**Task material**:
//! Entry point tying configuration, transport and resources together.

use crate::config::{ClientConfig, PLACEHOLDER_ACCESS_TOKEN};
use crate::error::ApiError;
use crate::http::HttpTransport;
use crate::types::User;
use crate::wishlists::Wishlists;

/// Async client for the wishlist service.
///
/// Cloning is cheap: clones share the underlying connection pool.
#[derive(Debug, Clone)]
pub struct WishlistClient {
    config: ClientConfig,
    base_url: String,
    user: User,
    transport: HttpTransport,
}

impl WishlistClient {
    pub fn new(config: ClientConfig) -> Result<Self, ApiError> {
        let user = User {
            id: config.user_id,
            access_token: Some(PLACEHOLDER_ACCESS_TOKEN.to_string()),
            refresh_token: None,
        };
        let transport = HttpTransport::new(PLACEHOLDER_ACCESS_TOKEN)?;
        let base_url = config.base_url();
        tracing::debug!(%base_url, user_id = user.id, "wishlist client configured");

        Ok(Self {
            config,
            base_url,
            user,
            transport,
        })
    }

    pub fn config(&self) -> &ClientConfig {
        &self.config
    }

    pub fn base_url(&self) -> &str {
        &self.base_url
    }

    pub fn user(&self) -> &User {
        &self.user
    }

    /// Wishlists of the configured user.
    pub fn wishlists(&self) -> Wishlists {
        self.wishlists_for(self.user.id)
    }

    /// Wishlists of an arbitrary user.
    pub fn wishlists_for(&self, user_id: u64) -> Wishlists {
        Wishlists::new(self.transport.clone(), &self.base_url, user_id)
    }
}
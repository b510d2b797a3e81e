//! Wishlist endpoints.
//!
//! # Design
//! Each operation is split into a `build_*` method that produces an
//! `HttpRequest` and a `parse_*` method that consumes an `HttpResponse`; the
//! async method in between only runs the transport. The build/parse halves
//! hold no I/O and are what the unit tests and test vectors exercise.

use serde::de::DeserializeOwned;

use crate::error::ApiError;
use crate::http::{HttpMethod, HttpRequest, HttpResponse, HttpTransport};
use crate::resource::Resource;
use crate::types::{Wishlist, WishlistLine};

/// Wishlist resource scoped to one user.
///
/// `list` pages through that user's wishlists; the other operations address
/// wishlists by id.
#[derive(Debug, Clone)]
pub struct Wishlists {
    transport: HttpTransport,
    base_url: String,
    user_id: u64,
}

impl Wishlists {
    pub fn new(transport: HttpTransport, base_url: &str, user_id: u64) -> Self {
        Self {
            transport,
            base_url: base_url.trim_end_matches('/').to_string(),
            user_id,
        }
    }

    pub fn user_id(&self) -> u64 {
        self.user_id
    }

    /// Add `line` to the wishlist it names and return the updated wishlist.
    pub async fn add(&self, line: &WishlistLine) -> Result<Wishlist, ApiError> {
        let request = self.build_add(line)?;
        self.parse_add(self.transport.execute(request).await?)
    }

    /// Remove `line` from its wishlist and return the updated wishlist.
    pub async fn remove(&self, line: &WishlistLine) -> Result<Wishlist, ApiError> {
        let request = self.build_remove(line);
        self.parse_remove(self.transport.execute(request).await?)
    }

    pub fn build_get(&self, id: u64) -> HttpRequest {
        HttpRequest {
            method: HttpMethod::Get,
            path: format!("{}/wishlists/{id}", self.base_url),
            headers: Vec::new(),
            body: None,
        }
    }

    pub fn build_list(&self, page: u32) -> HttpRequest {
        HttpRequest {
            method: HttpMethod::Get,
            path: format!(
                "{}/users/{}/wishlists?page={page}",
                self.base_url, self.user_id
            ),
            headers: Vec::new(),
            body: None,
        }
    }

    pub fn build_add(&self, line: &WishlistLine) -> Result<HttpRequest, ApiError> {
        let body =
            serde_json::to_string(line).map_err(|e| ApiError::SerializationError(e.to_string()))?;
        Ok(HttpRequest {
            method: HttpMethod::Post,
            path: format!("{}/wishlists/{}", self.base_url, line.wishlist_id),
            headers: vec![("content-type".to_string(), "application/json".to_string())],
            body: Some(body),
        })
    }

    pub fn build_remove(&self, line: &WishlistLine) -> HttpRequest {
        HttpRequest {
            method: HttpMethod::Delete,
            path: format!(
                "{}/wishlists/{}/lines/{}",
                self.base_url, line.wishlist_id, line.product_id
            ),
            headers: Vec::new(),
            body: None,
        }
    }

    /// Only a 200 is a successful fetch.
    pub fn parse_get(&self, response: HttpResponse) -> Result<Wishlist, ApiError> {
        check_status(&response, |status| status == 200)?;
        decode(&response)
    }

    pub fn parse_list(&self, response: HttpResponse) -> Result<Vec<Wishlist>, ApiError> {
        check_status(&response, is_success)?;
        decode(&response)
    }

    pub fn parse_add(&self, response: HttpResponse) -> Result<Wishlist, ApiError> {
        check_status(&response, is_success)?;
        decode(&response)
    }

    pub fn parse_remove(&self, response: HttpResponse) -> Result<Wishlist, ApiError> {
        check_status(&response, is_success)?;
        decode(&response)
    }
}

impl Resource<Wishlist> for Wishlists {
    async fn get(&self, id: u64) -> Result<Wishlist, ApiError> {
        let request = self.build_get(id);
        self.parse_get(self.transport.execute(request).await?)
    }

    async fn list(&self, page: u32) -> Result<Vec<Wishlist>, ApiError> {
        let request = self.build_list(page);
        self.parse_list(self.transport.execute(request).await?)
    }
}

fn is_success(status: u16) -> bool {
    (200..300).contains(&status)
}

/// Map rejected status codes to the appropriate `ApiError` variant.
fn check_status(response: &HttpResponse, accept: impl Fn(u16) -> bool) -> Result<(), ApiError> {
    if accept(response.status) {
        return Ok(());
    }
    tracing::warn!(status = response.status, "unexpected wishlist API status");
    if response.status == 404 {
        return Err(ApiError::NotFound);
    }
    Err(ApiError::HttpError {
        status: response.status,
        body: response.body.clone(),
    })
}

fn decode<T: DeserializeOwned>(response: &HttpResponse) -> Result<T, ApiError> {
    serde_json::from_str(&response.body).map_err(|e| ApiError::DeserializationError(e.to_string()))
}
//! Generic access contract for a remote entity type.

use crate::error::ApiError;

/// Typed read access to one kind of remote entity.
///
/// Each method issues exactly one request.
#[allow(async_fn_in_trait)]
pub trait Resource<T> {
    /// Fetch the entity with `id`. Fails with `ApiError::NotFound` when the
    /// service reports it absent.
    async fn get(&self, id: u64) -> Result<T, ApiError>;

    /// Fetch one page of entities. `page` is sent to the service as-is.
    async fn list(&self, page: u32) -> Result<Vec<T>, ApiError>;

    /// Like `get`, but an absent entity yields `Ok(None)`.
    async fn optional(&self, id: u64) -> Result<Option<T>, ApiError> {
        match self.get(id).await {
            Ok(entity) => Ok(Some(entity)),
            Err(ApiError::NotFound) => Ok(None),
            Err(err) => Err(err),
        }
    }
}
use tokio::net::TcpListener;
use tracing_subscriber::EnvFilter;

#[tokio::main]
async fn main() -> Result<(), std::io::Error> {
    tracing_subscriber::fmt()
        .with_env_filter(
            EnvFilter::try_from_default_env().unwrap_or_else(|_| EnvFilter::new("info")),
        )
        .init();

    let port = std::env::var("PORT").unwrap_or_else(|_| "3000".to_string());
    let addr = format!("127.0.0.1:{port}");
    let listener = TcpListener::bind(&addr).await?;
    tracing::info!(%addr, "mock wishlist server listening");
    mock_server::run(listener).await
}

**Aim of the task**:
For every line of the records that has the word "DeserializeOwned" in it, make a copy.

**Reply to the task**:
use serde::de::DeserializeOwned;
fn decode<T: DeserializeOwned>(response: &HttpResponse) -> Result<T, ApiError> {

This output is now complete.